O clima estabelecido no grupo de estudos buscou potencializar a superação da resistência às mudanças. A fim de que, em sua prática pedagógica futura, em escolas da educação básica, os licenciandos participantes do SD, atuem em suas aulas a partir dos referenciais teóricos refletidos na e sobre a prática durante a formação inicial. A esperança é que não se rendam “à cultura da escola, […] abandonando os referenciais da ciência que os formou” (Ghedin, Oliveira & Almeida, 2015, p. 36).
Cultura escolar derivada, e/ou reforçada, por uma resistência fortemente fundada em “tradições e modelos pedagógicos que, se alguma vez tiveram sentido, […] certamente hoje já não tem” (Pérez Gómez, 2015, p. 11). Por isso, durante a formação inicial de professores, é imprescindível refletir sobre alternativas pedagógicas em “que os alunos abandonem os papéis de meros receptores e os professores sejam muito mais do que simples transmissores de um saber acumulado” (Alarcão, 2007, p. 25).
Dificilmente mudanças na educação básica serão possíveis “sem um novo conceito de profissionalização do professor, que deve romper com inércias e práticas do passado assumidas passivamente como elementos intrínsecos à profissão” (Imbernón, 2006, p. 19). Por isso, cabe incentivar os licenciandos a debruçarem-se sobre o trabalho que desenvolvem em suas ações nas escolas da educação básica, visando refletirem sobre o que fazem e como o fazem, que ponderem sobre as potencialidades e as dificuldades do exercício da docência para mudar, quando necessário, com o intuito de obter melhores resultados.
A aprendizagem se dá mediante convívio social, pois “ninguém educa ninguém, ninguém educa a si mesmo, os homens se educam entre si, mediatizados pelo mundo” (Freire, 2011, p. 95). Acrescente-se a isso que “o conhecimento é construído ativamente pelo aprendiz [e] não é passivamente recebido pelo exterior” (Pérez Gómez, 2015, p. 47). Por esses motivos, é importante manter um diálogo com os profissionais da escola para juntos, licenciandos, professores da educação básica e professor universitário, pensarem possibilidades para promover um ensino que faça sentido aos educandos e que estimule a participação deles nas aulas de matemática.

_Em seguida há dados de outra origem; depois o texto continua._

use serde::{Deserialize, Serialize};
use time::{
    format_description::well_known::Rfc3339, macros::format_description, OffsetDateTime,
    PrimitiveDateTime,
};
use uuid::Uuid;

use super::repo_types::{Event, EventFields};
use crate::error::ApiError;

const MAX_TITLE_LEN: usize = 200;

#[derive(Debug, Serialize)]
pub struct EventItem {
    pub id: Uuid,
    pub title: String,
    #[serde(with = "time::serde::rfc3339")]
    pub start: OffsetDateTime,
    #[serde(with = "time::serde::rfc3339")]
    pub end: OffsetDateTime,
}

impl From<Event> for EventItem {
    fn from(e: Event) -> Self {
        Self {
            id: e.id,
            title: e.title,
            start: e.start_time,
            end: e.end_time,
        }
    }
}

#[derive(Debug, Serialize)]
pub struct EventList {
    pub events: Vec<EventItem>,
}

#[derive(Debug, Serialize)]
pub struct EventMutation {
    pub success: bool,
    pub event: EventItem,
}

#[derive(Debug, Serialize)]
pub struct DeleteResponse {
    pub success: bool,
}

#[derive(Debug, Deserialize)]
pub struct EventRequest {
    pub title: Option<String>,
    pub start: Option<String>,
    pub end: Option<String>,
}

/// Accepts RFC 3339, or a naive `YYYY-MM-DDTHH:MM:SS` taken as UTC.
pub(crate) fn parse_event_time(raw: &str, field: &str) -> Result<OffsetDateTime, ApiError> {
    let raw = raw.trim();
    if let Ok(t) = OffsetDateTime::parse(raw, &Rfc3339) {
        return Ok(t);
    }
    PrimitiveDateTime::parse(
        raw,
        format_description!("[year]-[month]-[day]T[hour]:[minute]:[second]"),
    )
    .map(PrimitiveDateTime::assume_utc)
    .map_err(|_| ApiError::validation(format!("Invalid {field} time")))
}

impl TryFrom<EventRequest> for EventFields {
    type Error = ApiError;

    fn try_from(req: EventRequest) -> Result<Self, Self::Error> {
        let title = req
            .title
            .map(|t| t.trim().to_string())
            .filter(|t| !t.is_empty())
            .ok_or_else(|| ApiError::validation("Missing title"))?;
        if title.chars().count() > MAX_TITLE_LEN {
            return Err(ApiError::validation("Title too long"));
        }

        let start = req.start.ok_or_else(|| ApiError::validation("Missing start"))?;
        let end = req.end.ok_or_else(|| ApiError::validation("Missing end"))?;
        let start_time = parse_event_time(&start, "start")?;
        let end_time = parse_event_time(&end, "end")?;
        if end_time < start_time {
            return Err(ApiError::validation("Event ends before it starts"));
        }

        Ok(EventFields {
            title,
            start_time,
            end_time,
        })
    }
}
use axum::{
    extract::State,
    http::StatusCode,
    routing::{get, put},
    Json, Router,
};
use tracing::{info, instrument};
use uuid::Uuid;

use super::{
    dto::{DeleteResponse, EventItem, EventList, EventMutation, EventRequest},
    repo_types::EventFields,
};
use crate::{
    auth::extractors::AuthUser,
    error::ApiError,
    extract::{ApiJson, ApiPath},
    state::AppState,
};

pub fn event_routes() -> Router<AppState> {
    Router::new()
        .route("/api/events", get(list_events).post(create_event))
        .route("/api/events/:id", put(update_event).delete(delete_event))
}

#[instrument(skip(state))]
pub async fn list_events(
    State(state): State<AppState>,
    AuthUser(user_id): AuthUser,
) -> Result<Json<EventList>, ApiError> {
    let events = state.events.list_for_user(user_id).await?;
    Ok(Json(EventList {
        events: events.into_iter().map(EventItem::from).collect(),
    }))
}

#[instrument(skip(state, payload))]
pub async fn create_event(
    State(state): State<AppState>,
    AuthUser(user_id): AuthUser,
    ApiJson(payload): ApiJson<EventRequest>,
) -> Result<(StatusCode, Json<EventMutation>), ApiError> {
    let fields = EventFields::try_from(payload)?;
    let event = state.events.insert(user_id, fields).await?;
    info!(%user_id, event_id = %event.id, "event created");
    Ok((
        StatusCode::CREATED,
        Json(EventMutation {
            success: true,
            event: event.into(),
        }),
    ))
}

#[instrument(skip(state, payload))]
pub async fn update_event(
    State(state): State<AppState>,
    AuthUser(user_id): AuthUser,
    ApiPath(id): ApiPath<Uuid>,
    ApiJson(payload): ApiJson<EventRequest>,
) -> Result<Json<EventMutation>, ApiError> {
    let fields = EventFields::try_from(payload)?;
    let event = state
        .events
        .update(user_id, id, fields)
        .await?
        .ok_or(ApiError::NotFound("Event"))?;
    info!(%user_id, event_id = %id, "event updated");
    Ok(Json(EventMutation {
        success: true,
        event: event.into(),
    }))
}

#[instrument(skip(state))]
pub async fn delete_event(
    State(state): State<AppState>,
    AuthUser(user_id): AuthUser,
    ApiPath(id): ApiPath<Uuid>,
) -> Result<Json<DeleteResponse>, ApiError> {
    if !state.events.delete(user_id, id).await? {
        return Err(ApiError::NotFound("Event"));
    }
    info!(%user_id, event_id = %id, "event deleted");
    Ok(Json(DeleteResponse { success: true }))
}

Pensando a formação docente, de acordo com Garcia (1990, p. 26), como um momento para compartilhamentos de:
Experiências de aprendizagem através das quais [se] adquirem ou melhoram os seus conhecimentos, competências e disposições, e que lhes permite intervir profissionalmente no desenvolvimento do seu ensino, do currículo e da escola, com o objetivo de melhorar a qualidade da educação que os alunos recebem.
Entendo o grupo como uma excelente oportunidade para refletir sobre o papel do professor no desenvolvimento de um ambiente estimulante para um trabalho com a matemática. Por isso, discuto, na próxima seção, sobre as reflexões escritas dos licenciandos, participantes do grupo de estudos Síndrome do Delta, que foram socializadas em eventos científicos. A partir delas explicitamos e analisamos alguns excertos desses textos que consideramos relevantes e representativos do processo de formação inicial viabilizado pelo grupo de estudos.

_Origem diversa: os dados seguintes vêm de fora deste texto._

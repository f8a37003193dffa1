use anyhow::Context;
use async_trait::async_trait;
use sqlx::PgPool;
use thiserror::Error;
use uuid::Uuid;

use crate::{
    auth::repo_types::{NewUser, User},
    error::ApiError,
};

#[derive(Debug, Error)]
pub enum InsertUserError {
    /// A unique column (`username` or `email`) already holds this value.
    #[error("duplicate {0}")]
    DuplicateKey(&'static str),
    #[error(transparent)]
    Backend(#[from] anyhow::Error),
}

impl From<InsertUserError> for ApiError {
    fn from(e: InsertUserError) -> Self {
        match e {
            InsertUserError::DuplicateKey(field) => ApiError::DuplicateKey(field),
            InsertUserError::Backend(e) => ApiError::Internal(e),
        }
    }
}

/// Credential store. Implementations must enforce uniqueness of `username`
/// and `email` themselves.
#[async_trait]
pub trait UserStore: Send + Sync {
    async fn find_by_username(&self, username: &str) -> anyhow::Result<Option<User>>;
    async fn find_by_id(&self, id: Uuid) -> anyhow::Result<Option<User>>;
    async fn insert(&self, user: NewUser) -> Result<User, InsertUserError>;
    async fn update_timezone(&self, id: Uuid, timezone: &str) -> anyhow::Result<Option<User>>;
}

pub struct PgUserStore {
    db: PgPool,
}

impl PgUserStore {
    pub fn new(db: PgPool) -> Self {
        Self { db }
    }
}

#[async_trait]
impl UserStore for PgUserStore {
    async fn find_by_username(&self, username: &str) -> anyhow::Result<Option<User>> {
        let user = sqlx::query_as::<_, User>(
            r#"
            SELECT id, username, email, password_hash, timezone, created_at
            FROM users
            WHERE username = $1
            "#,
        )
        .bind(username)
        .fetch_optional(&self.db)
        .await
        .context("find user by username")?;
        Ok(user)
    }

    async fn find_by_id(&self, id: Uuid) -> anyhow::Result<Option<User>> {
        let user = sqlx::query_as::<_, User>(
            r#"
            SELECT id, username, email, password_hash, timezone, created_at
            FROM users
            WHERE id = $1
            "#,
        )
        .bind(id)
        .fetch_optional(&self.db)
        .await
        .context("find user by id")?;
        Ok(user)
    }

    async fn insert(&self, user: NewUser) -> Result<User, InsertUserError> {
        let res = sqlx::query_as::<_, User>(
            r#"
            INSERT INTO users (username, email, password_hash, timezone)
            VALUES ($1, $2, $3, $4)
            RETURNING id, username, email, password_hash, timezone, created_at
            "#,
        )
        .bind(&user.username)
        .bind(&user.email)
        .bind(&user.password_hash)
        .bind(&user.timezone)
        .fetch_one(&self.db)
        .await;

        match res {
            Ok(u) => Ok(u),
            Err(sqlx::Error::Database(db_err)) if db_err.is_unique_violation() => {
                let field = match db_err.constraint() {
                    Some(c) if c.contains("email") => "email",
                    _ => "username",
                };
                Err(InsertUserError::DuplicateKey(field))
            }
            Err(e) => Err(InsertUserError::Backend(
                anyhow::Error::new(e).context("insert user"),
            )),
        }
    }

    async fn update_timezone(&self, id: Uuid, timezone: &str) -> anyhow::Result<Option<User>> {
        let user = sqlx::query_as::<_, User>(
            r#"
            UPDATE users SET timezone = $2
            WHERE id = $1
            RETURNING id, username, email, password_hash, timezone, created_at
            "#,
        )
        .bind(id)
        .bind(timezone)
        .fetch_optional(&self.db)
        .await
        .context("update timezone")?;
        Ok(user)
    }
}
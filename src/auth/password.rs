use argon2::{
    password_hash::{PasswordHash, PasswordHasher, PasswordVerifier, SaltString},
    Argon2,
};
use rand::rngs::OsRng;
use tracing::error;

pub fn hash_password(plain: &str) -> anyhow::Result<String> {
    let salt = SaltString::generate(&mut OsRng);
    let hash = Argon2::default()
        .hash_password(plain.as_bytes(), &salt)
        .map_err(|e| {
            error!(error = %e, "argon2 hash_password error");
            anyhow::anyhow!(e.to_string())
        })?
        .to_string();
    Ok(hash)
}

/// A stored hash that fails to parse never matches.
pub fn verify_password(plain: &str, hash: &str) -> bool {
    match PasswordHash::new(hash) {
        Ok(parsed) => Argon2::default()
            .verify_password(plain.as_bytes(), &parsed)
            .is_ok(),
        Err(e) => {
            error!(error = %e, "argon2 parse hash error");
            false
        }
    }
}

Síndrome do Delta: reflexões sobre aulas de matemática contribuindo com o desenvolvimento profissional
No Síndrome do Delta, ocorreram discussões visando o planejamento de tarefas para um ensino que pudesse envolver ativamente os alunos. Nesse sentido, a prática do grupo tem sido refletida à luz da literatura entendendo, por exemplo, como Alarcão (2007, p. 26), que cabe ao aluno “descobrir o prazer de ser uma mente ativa e não meramente receptiva”. Nesse sentido ele é considerado como sujeito produtor do próprio conhecimento, cabendo ao professor exercer o papel fundamental de “criar, estruturar e dinamizar situações de aprendizagem e estimular a aprendizagem e a autoconfiança nas capacidades individuais [dos alunos] para aprender” (Alarcão, 2007, p. 30).

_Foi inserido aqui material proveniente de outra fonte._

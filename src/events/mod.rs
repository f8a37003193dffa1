mod dto;
pub mod handlers;
pub mod repo;
pub mod repo_types;

use crate::state::AppState;
use axum::Router;

pub fn router() -> Router<AppState> {
    handlers::event_routes()
}
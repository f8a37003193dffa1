use axum::http::Method;

/// Which configured budget an operation draws from.
#[derive(Debug, Clone, Copy, PartialEq, Eq, Hash)]
pub enum LimitClass {
    Default,
    Auth,
    Chat,
}

/// Every routed action the service exposes. The gate decides on these, not
/// on raw paths.
#[derive(Debug, Clone, Copy, PartialEq, Eq, Hash)]
pub enum Operation {
    Health,
    Version,
    Login,
    Register,
    RefreshSession,
    Logout,
    CurrentUser,
    UpdateTimezone,
    ListEvents,
    CreateEvent,
    UpdateEvent,
    DeleteEvent,
    Chat,
}

impl Operation {
    /// Maps a method and matched route template to its operation. `HEAD` is
    /// served by `GET` handlers, so it classifies the same way.
    pub fn classify(method: &Method, route: &str) -> Option<Self> {
        use Operation::*;

        let method = if *method == Method::HEAD { "GET" } else { method.as_str() };
        let op = match (method, route) {
            ("GET", "/health") => Health,
            ("GET", "/version") => Version,
            ("POST", "/login") => Login,
            ("POST", "/register") => Register,
            ("POST", "/auth/refresh") => RefreshSession,
            ("GET" | "POST", "/logout") => Logout,
            ("GET", "/api/user") => CurrentUser,
            ("PUT", "/api/user/timezone") => UpdateTimezone,
            ("GET", "/api/events") => ListEvents,
            ("POST", "/api/events") => CreateEvent,
            ("PUT", "/api/events/:id") => UpdateEvent,
            ("DELETE", "/api/events/:id") => DeleteEvent,
            ("POST", "/ai") => Chat,
            _ => return None,
        };
        Some(op)
    }

    pub fn requires_auth(self) -> bool {
        use Operation::*;
        matches!(
            self,
            CurrentUser | UpdateTimezone | ListEvents | CreateEvent | UpdateEvent | DeleteEvent | Chat
        )
    }

    pub fn limit_class(self) -> Option<LimitClass> {
        use Operation::*;
        match self {
            Health | Version | Logout => None,
            Login | Register | RefreshSession => Some(LimitClass::Auth),
            Chat => Some(LimitClass::Chat),
            CurrentUser | UpdateTimezone | ListEvents | CreateEvent | UpdateEvent | DeleteEvent => {
                Some(LimitClass::Default)
            }
        }
    }

    pub fn name(self) -> &'static str {
        use Operation::*;
        match self {
            Health => "health",
            Version => "version",
            Login => "login",
            Register => "register",
            RefreshSession => "refresh_session",
            Logout => "logout",
            CurrentUser => "current_user",
            UpdateTimezone => "update_timezone",
            ListEvents => "list_events",
            CreateEvent => "create_event",
            UpdateEvent => "update_event",
            DeleteEvent => "delete_event",
            Chat => "chat",
        }
    }
}
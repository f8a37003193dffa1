use std::time::Duration;

use dashmap::DashMap;
use jsonwebtoken::{decode, encode, DecodingKey, EncodingKey, Header, Validation};
use serde::{Deserialize, Serialize};
use time::{Duration as TimeDuration, OffsetDateTime};
use tracing::{debug, warn};
use uuid::Uuid;

use crate::config::JwtConfig;

#[derive(Debug, Serialize, Deserialize, Clone, Copy, PartialEq, Eq)]
#[serde(rename_all = "lowercase")]
pub enum TokenKind {
    Access,
    Refresh,
}

#[derive(Debug, Serialize, Deserialize)]
pub struct Claims {
    pub sub: Uuid,
    pub exp: usize,
    pub iat: usize,
    pub iss: String,
    pub aud: String,
    pub kind: TokenKind,
    pub jti: Uuid,
}

#[derive(Debug, Clone)]
pub struct TokenPair {
    pub access_token: String,
    pub refresh_token: String,
}

/// Signs, verifies and revokes session tokens.
///
/// Revoked token ids are remembered until the token would have expired
/// anyway; `prune_revoked` forgets them after that.
pub struct JwtKeys {
    encoding: EncodingKey,
    decoding: DecodingKey,
    issuer: String,
    audience: String,
    access_ttl: Duration,
    refresh_ttl: Duration,
    revoked: DashMap<Uuid, usize>,
}

impl JwtKeys {
    pub fn new(cfg: &JwtConfig) -> Self {
        Self {
            encoding: EncodingKey::from_secret(cfg.secret.as_bytes()),
            decoding: DecodingKey::from_secret(cfg.secret.as_bytes()),
            issuer: cfg.issuer.clone(),
            audience: cfg.audience.clone(),
            access_ttl: Duration::from_secs((cfg.ttl_minutes.max(0) as u64).saturating_mul(60)),
            refresh_ttl: Duration::from_secs(
                (cfg.refresh_ttl_minutes.max(0) as u64).saturating_mul(60),
            ),
            revoked: DashMap::new(),
        }
    }

    fn sign_with_kind(&self, user_id: Uuid, kind: TokenKind) -> anyhow::Result<String> {
        let now = OffsetDateTime::now_utc();
        let ttl = match kind {
            TokenKind::Access => self.access_ttl,
            TokenKind::Refresh => self.refresh_ttl,
        };
        let ttl = TimeDuration::seconds(i64::try_from(ttl.as_secs()).unwrap_or(i64::MAX));
        let exp = now
            .checked_add(ttl)
            .ok_or_else(|| anyhow::anyhow!("token lifetime out of range"))?;
        let claims = Claims {
            sub: user_id,
            iat: now.unix_timestamp() as usize,
            exp: exp.unix_timestamp() as usize,
            iss: self.issuer.clone(),
            aud: self.audience.clone(),
            kind,
            jti: Uuid::new_v4(),
        };
        let token = encode(&Header::default(), &claims, &self.encoding)?;
        debug!(user_id = %user_id, kind = ?kind, "jwt signed");
        Ok(token)
    }

    pub fn issue(&self, user_id: Uuid) -> anyhow::Result<TokenPair> {
        Ok(TokenPair {
            access_token: self.sign_with_kind(user_id, TokenKind::Access)?,
            refresh_token: self.sign_with_kind(user_id, TokenKind::Refresh)?,
        })
    }

    fn decode_claims(&self, token: &str) -> anyhow::Result<Claims> {
        let mut validation = Validation::default();
        validation.set_audience(std::slice::from_ref(&self.audience));
        validation.set_issuer(std::slice::from_ref(&self.issuer));
        let data = decode::<Claims>(token, &self.decoding, &validation)?;
        if self.revoked.contains_key(&data.claims.jti) {
            anyhow::bail!("token revoked");
        }
        Ok(data.claims)
    }

    /// Returns the user bound to a live access token.
    pub fn verify(&self, token: &str) -> Option<Uuid> {
        match self.decode_claims(token) {
            Ok(claims) if claims.kind == TokenKind::Access => Some(claims.sub),
            Ok(_) => None,
            Err(e) => {
                debug!(error = %e, "access token rejected");
                None
            }
        }
    }

    pub fn verify_refresh(&self, token: &str) -> anyhow::Result<Claims> {
        let claims = self.decode_claims(token)?;
        if claims.kind != TokenKind::Refresh {
            anyhow::bail!("not a refresh token");
        }
        Ok(claims)
    }

    /// Verifies a refresh token and marks it used in one step. Of several
    /// concurrent callers presenting the same token, exactly one succeeds.
    pub fn consume_refresh(&self, token: &str) -> anyhow::Result<Claims> {
        let claims = self.verify_refresh(token)?;
        if self.revoked.insert(claims.jti, claims.exp).is_some() {
            anyhow::bail!("refresh token already used");
        }
        debug!(user_id = %claims.sub, "refresh token consumed");
        Ok(claims)
    }

    /// Revokes a token of either kind. Returns false when the token was
    /// already invalid.
    pub fn revoke(&self, token: &str) -> bool {
        match self.decode_claims(token) {
            Ok(claims) => {
                self.revoked.insert(claims.jti, claims.exp);
                debug!(user_id = %claims.sub, kind = ?claims.kind, "jwt revoked");
                true
            }
            Err(e) => {
                warn!(error = %e, "revoke ignored invalid token");
                false
            }
        }
    }

    pub fn prune_revoked(&self, now: OffsetDateTime) -> usize {
        let now = now.unix_timestamp().max(0) as usize;
        let before = self.revoked.len();
        self.revoked.retain(|_, exp| *exp > now);
        before.saturating_sub(self.revoked.len())
    }
}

Para estimular uma aprendizagem ativa nos alunos do ensino médio o grupo se baseou numa concepção de cenários para investigação, como sugerem Alrø e Skovsmose (2010). Esses espaços foram compreendidos como ambientes que demandam maior envolvimento dos alunos na formulação de questões e no planejamento de linhas de investigação de maneira diversificada. Neles são considerados dois elementos básicos para que ocorra o processo investigativo: i) a tarefa matemática não pode ser compulsória, demandando o envolvimento dos participantes; ii) deve ser um processo aberto. Resultados e conclusões não podem ser determinados de antemão. “Os alunos devem ser convidados para um cenário para investigação, a fim de se tornarem condutores e participantes ativos do processo de investigação” (Alrø & Skovsmose, 2010, p. 59).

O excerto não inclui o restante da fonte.